Dans cet article, [LB] renvoie à la Préface aux Ballades Lyriques (Wordsworth) et [BL] renvoie à la Biographia Literaria (Coleridge). 
 

Introduction

Dans le romantisme anglais de la première génération, entre 1800 et 1818, les débats concernant l'utilisation de la prose en poésie, de la préface des Ballades Lyriques jusqu'aux textes de la Biographia Literaria de Coleridge s'inscrivent dans les controverses esthétiques et politiques de l'époque. L'insistance sur la prose des « humbles » renvoie à la défense de la Révolution française dans un pays traditionnellement ennemi de la France, et dans le même temps, elle tient compte de la nécessité de rendre compte des bouleversements qu'apporte la révolution industrielle bourgeoise dans le vieux système des définitions, sociales, éthiques et religieuses de l'Angleterre. La déstabilisation de l'ancien système politique et la critique de l'ancien système poétique que Wordsworth et Coleridge ont appelé « poetic diction », engagent également le renouveau d'une poésie et d'une élégie critiques chez Shelley et Keats. Autour des années 1820, les auteurs de cette nouvelle poésie condamneront la « naïveté » politique des aînés Coleridge et Wordsworth et réactiveront avec force les motifs antiques. Une certaine définition de la poésie romantique « simple » pouvait donc paraître sublime et possible en 1800 ; mais, une fois engluée dans un conservatisme que Keats et Shelley jugeaient paternaliste, la « poétique » contenue dans le projet « politique » initial du romantisme semblait perdue ou trahie. C'est pourquoi, avec Keats et Shelley, la « forme » et l'abstraction du poème versifié redeviendront les enjeux de la poésie le vers retrouvant chez Keats les modulations classiques derrière les innovations romantiques. De manière assez anachronique, ou plutôt intempestive, le poème de la seconde génération romantique ne sera plus « politique » (c'est-à-dire, intentionnellement intéressé par la prose), mais intéressé de manière seconde par elle, c'est-à-dire critique ou ironique, usant particulièrement de la forme de la « satire lyrique » et de « l'élégie active », qui confèrent une certaine tonalité commune à la poésie de Keats et de Shelley.
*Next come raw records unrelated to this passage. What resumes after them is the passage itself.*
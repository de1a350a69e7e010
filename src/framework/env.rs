use std::{
    env::VarError,
    path::{Path, PathBuf},
};

use tracing::{debug, trace};

pub const CONFIG_FILE_VAR: &str = "WORDSQUARE_CONFIG_FILE";

/// Prefix for per-field overrides, e.g. `WORDSQUARE__GENERATOR__MAX_ATTEMPTS`.
pub const OVERRIDE_PREFIX: &str = "WORDSQUARE";

#[derive(Debug, thiserror::Error)]
#[error("couldn't load environment variable '{key}': {message}")]
pub struct Error {
    key: &'static str,
    message: &'static str,
}

#[derive(Debug, Clone, Default)]
pub struct Environment {
    config_file: Option<PathBuf>,
}

impl Environment {
    /// Reads `.env` if there is one, then the process environment.
    pub fn load() -> Result<Self, Error> {
        match dotenvy::dotenv() {
            Ok(path) => debug!(path = %path.display(), "loaded .env"),
            Err(err) if err.not_found() => trace!("no .env file"),
            Err(_) => {
                return Err(Error {
                    key: ".env",
                    message: "file exists but couldn't be parsed",
                })
            }
        }

        Self::from_vars()
    }

    fn from_vars() -> Result<Self, Error> {
        let config_file = match std::env::var(CONFIG_FILE_VAR) {
            Ok(path) => Some(PathBuf::from(path)),
            Err(VarError::NotPresent) => None,
            Err(VarError::NotUnicode(_)) => {
                return Err(Error {
                    key: CONFIG_FILE_VAR,
                    message: "path to configuration must be valid UTF-8",
                })
            }
        };

        Ok(Self { config_file })
    }

    pub fn config_file(&self) -> Option<&Path> {
        self.config_file.as_deref()
    }
}
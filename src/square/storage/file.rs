use std::{
    io::ErrorKind,
    path::{Path, PathBuf},
};

use tracing::trace;

use super::{KeyValueStore, StorageError};

/// One JSON file per key in a directory, created on first write.
#[derive(Debug, Clone)]
pub struct FileStore {
    dir: PathBuf,
}

impl FileStore {
    pub fn new(dir: impl Into<PathBuf>) -> Self {
        Self { dir: dir.into() }
    }

    pub fn dir(&self) -> &Path {
        &self.dir
    }

    fn path(&self, key: &str) -> Result<PathBuf, StorageError> {
        let valid = !key.is_empty()
            && key
                .chars()
                .all(|ch| ch.is_ascii_alphanumeric() || matches!(ch, '-' | '_'));

        if !valid {
            return Err(StorageError::InvalidKey(key.to_owned()));
        }

        Ok(self.dir.join(format!("{key}.json")))
    }
}

fn io_error(path: &Path) -> impl FnOnce(std::io::Error) -> StorageError + '_ {
    move |source| StorageError::Io {
        path: path.to_owned(),
        source,
    }
}

impl KeyValueStore for FileStore {
    type Error = StorageError;

    async fn get(&self, key: &str) -> Result<Option<String>, Self::Error> {
        let path = self.path(key)?;
        trace!(path = %path.display(), "reading");

        match tokio::fs::read_to_string(&path).await {
            Ok(contents) => Ok(Some(contents)),
            Err(err) if err.kind() == ErrorKind::NotFound => Ok(None),
            Err(err) => Err(io_error(&path)(err)),
        }
    }

    async fn put(&self, key: &str, value: String) -> Result<(), Self::Error> {
        let path = self.path(key)?;
        trace!(path = %path.display(), "writing");

        tokio::fs::create_dir_all(&self.dir)
            .await
            .map_err(io_error(&self.dir))?;
        tokio::fs::write(&path, value)
            .await
            .map_err(io_error(&path))
    }

    async fn remove(&self, key: &str) -> Result<(), Self::Error> {
        let path = self.path(key)?;

        match tokio::fs::remove_file(&path).await {
            Err(err) if err.kind() != ErrorKind::NotFound => Err(io_error(&path)(err)),
            _ => Ok(()),
        }
    }
}

#[cfg(test)]
mod tests {
    use super::FileStore;
    use crate::square::storage::{KeyValueStore, StorageError};

    #[tokio::test]
    async fn keys_cannot_escape_the_dir() {
        let store = FileStore::new(std::env::temp_dir().join("wordsquare-never-created"));

        for key in ["../etc/passwd", "a/b", "", "game:1"] {
            assert!(
                matches!(
                    store.put(key, String::new()).await,
                    Err(StorageError::InvalidKey(_))
                ),
                "{key:?}"
            );
        }
    }
}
Je dessine ici une perspective cavalière des conflits qui animent la poésie anglaise entre 1800 et 1830. Le sentiment qu'il existe une opposition entre la forme et l'intention du poème romantique est caractéristique de l'époque parce que toute cette poésie part de la politique radicale du poème-prose des années 1800, qui a posé le rapport entre le « poétique » et le « prosaïque ». Ce rapport, tous les romantiques sans exception l'affrontent.

1. La Préface des Ballades Lyriques (1800)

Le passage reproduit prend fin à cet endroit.